▶ [Work request]: Would you transcribe the line that holds "use serde::de::DeserializeOwned;", plus every line beneath it through the end of the data, exactly and with nothing added?

::: Given entries

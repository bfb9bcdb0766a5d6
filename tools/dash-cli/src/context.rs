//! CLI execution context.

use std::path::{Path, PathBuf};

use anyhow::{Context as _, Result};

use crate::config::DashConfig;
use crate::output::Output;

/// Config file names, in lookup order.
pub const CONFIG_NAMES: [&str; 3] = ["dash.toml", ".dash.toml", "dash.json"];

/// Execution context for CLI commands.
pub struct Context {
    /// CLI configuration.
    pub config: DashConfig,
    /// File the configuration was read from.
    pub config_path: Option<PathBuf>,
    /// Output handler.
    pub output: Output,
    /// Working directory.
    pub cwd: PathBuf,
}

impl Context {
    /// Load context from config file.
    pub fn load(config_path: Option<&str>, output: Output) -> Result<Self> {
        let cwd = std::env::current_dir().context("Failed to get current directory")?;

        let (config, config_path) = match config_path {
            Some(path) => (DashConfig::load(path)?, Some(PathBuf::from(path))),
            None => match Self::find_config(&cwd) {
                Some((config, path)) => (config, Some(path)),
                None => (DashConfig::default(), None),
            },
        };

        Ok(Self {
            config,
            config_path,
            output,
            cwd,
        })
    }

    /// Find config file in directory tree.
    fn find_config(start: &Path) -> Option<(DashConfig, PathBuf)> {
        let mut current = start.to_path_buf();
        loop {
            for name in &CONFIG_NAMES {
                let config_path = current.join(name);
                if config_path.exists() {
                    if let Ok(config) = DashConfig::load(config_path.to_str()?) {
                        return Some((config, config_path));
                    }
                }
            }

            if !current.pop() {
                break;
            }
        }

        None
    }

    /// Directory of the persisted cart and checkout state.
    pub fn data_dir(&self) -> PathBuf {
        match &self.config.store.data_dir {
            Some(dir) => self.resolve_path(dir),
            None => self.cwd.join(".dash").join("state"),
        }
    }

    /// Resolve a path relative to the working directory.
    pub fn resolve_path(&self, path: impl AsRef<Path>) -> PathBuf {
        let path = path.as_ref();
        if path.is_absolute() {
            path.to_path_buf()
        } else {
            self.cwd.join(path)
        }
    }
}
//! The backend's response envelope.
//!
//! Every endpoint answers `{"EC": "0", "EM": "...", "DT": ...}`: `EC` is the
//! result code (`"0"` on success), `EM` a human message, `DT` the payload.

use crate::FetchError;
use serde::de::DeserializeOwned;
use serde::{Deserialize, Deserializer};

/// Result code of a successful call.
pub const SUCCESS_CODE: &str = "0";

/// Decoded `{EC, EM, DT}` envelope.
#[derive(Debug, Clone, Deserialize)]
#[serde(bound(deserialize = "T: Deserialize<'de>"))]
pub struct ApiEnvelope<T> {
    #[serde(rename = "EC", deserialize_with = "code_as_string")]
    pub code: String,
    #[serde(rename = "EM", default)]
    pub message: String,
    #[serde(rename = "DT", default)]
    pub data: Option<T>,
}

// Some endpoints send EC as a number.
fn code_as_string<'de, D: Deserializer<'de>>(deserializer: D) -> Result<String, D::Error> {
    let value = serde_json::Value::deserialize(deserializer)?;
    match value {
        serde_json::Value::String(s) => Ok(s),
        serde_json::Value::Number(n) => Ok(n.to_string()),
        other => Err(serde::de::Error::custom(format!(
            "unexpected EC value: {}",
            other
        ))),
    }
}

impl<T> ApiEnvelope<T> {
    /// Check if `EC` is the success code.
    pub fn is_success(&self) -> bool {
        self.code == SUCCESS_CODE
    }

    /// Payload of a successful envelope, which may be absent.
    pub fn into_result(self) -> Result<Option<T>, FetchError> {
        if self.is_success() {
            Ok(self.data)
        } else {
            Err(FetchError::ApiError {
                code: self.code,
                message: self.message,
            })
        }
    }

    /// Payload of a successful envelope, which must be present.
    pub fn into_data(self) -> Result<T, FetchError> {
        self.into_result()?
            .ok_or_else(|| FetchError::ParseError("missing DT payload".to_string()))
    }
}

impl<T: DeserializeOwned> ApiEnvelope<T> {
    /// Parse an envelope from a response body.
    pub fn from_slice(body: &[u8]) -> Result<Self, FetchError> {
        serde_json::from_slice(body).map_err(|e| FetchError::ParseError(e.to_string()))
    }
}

::::::

▶ [Answer for this exercise]:
use serde::de::DeserializeOwned;
use serde::{Deserialize, Deserializer};

/// Result code of a successful call.
pub const SUCCESS_CODE: &str = "0";

/// Decoded `{EC, EM, DT}` envelope.
#[derive(Debug, Clone, Deserialize)]
#[serde(bound(deserialize = "T: Deserialize<'de>"))]
pub struct ApiEnvelope<T> {
    #[serde(rename = "EC", deserialize_with = "code_as_string")]
    pub code: String,
    #[serde(rename = "EM", default)]
    pub message: String,
    #[serde(rename = "DT", default)]
    pub data: Option<T>,
}

// Some endpoints send EC as a number.
fn code_as_string<'de, D: Deserializer<'de>>(deserializer: D) -> Result<String, D::Error> {
    let value = serde_json::Value::deserialize(deserializer)?;
    match value {
        serde_json::Value::String(s) => Ok(s),
        serde_json::Value::Number(n) => Ok(n.to_string()),
        other => Err(serde::de::Error::custom(format!(
            "unexpected EC value: {}",
            other
        ))),
    }
}

impl<T> ApiEnvelope<T> {
    /// Check if `EC` is the success code.
    pub fn is_success(&self) -> bool {
        self.code == SUCCESS_CODE
    }

    /// Payload of a successful envelope, which may be absent.
    pub fn into_result(self) -> Result<Option<T>, FetchError> {
        if self.is_success() {
            Ok(self.data)
        } else {
            Err(FetchError::ApiError {
                code: self.code,
                message: self.message,
            })
        }
    }

    /// Payload of a successful envelope, which must be present.
    pub fn into_data(self) -> Result<T, FetchError> {
        self.into_result()?
            .ok_or_else(|| FetchError::ParseError("missing DT payload".to_string()))
    }
}

impl<T: DeserializeOwned> ApiEnvelope<T> {
    /// Parse an envelope from a response body.
    pub fn from_slice(body: &[u8]) -> Result<Self, FetchError> {
        serde_json::from_slice(body).map_err(|e| FetchError::ParseError(e.to_string()))
    }
}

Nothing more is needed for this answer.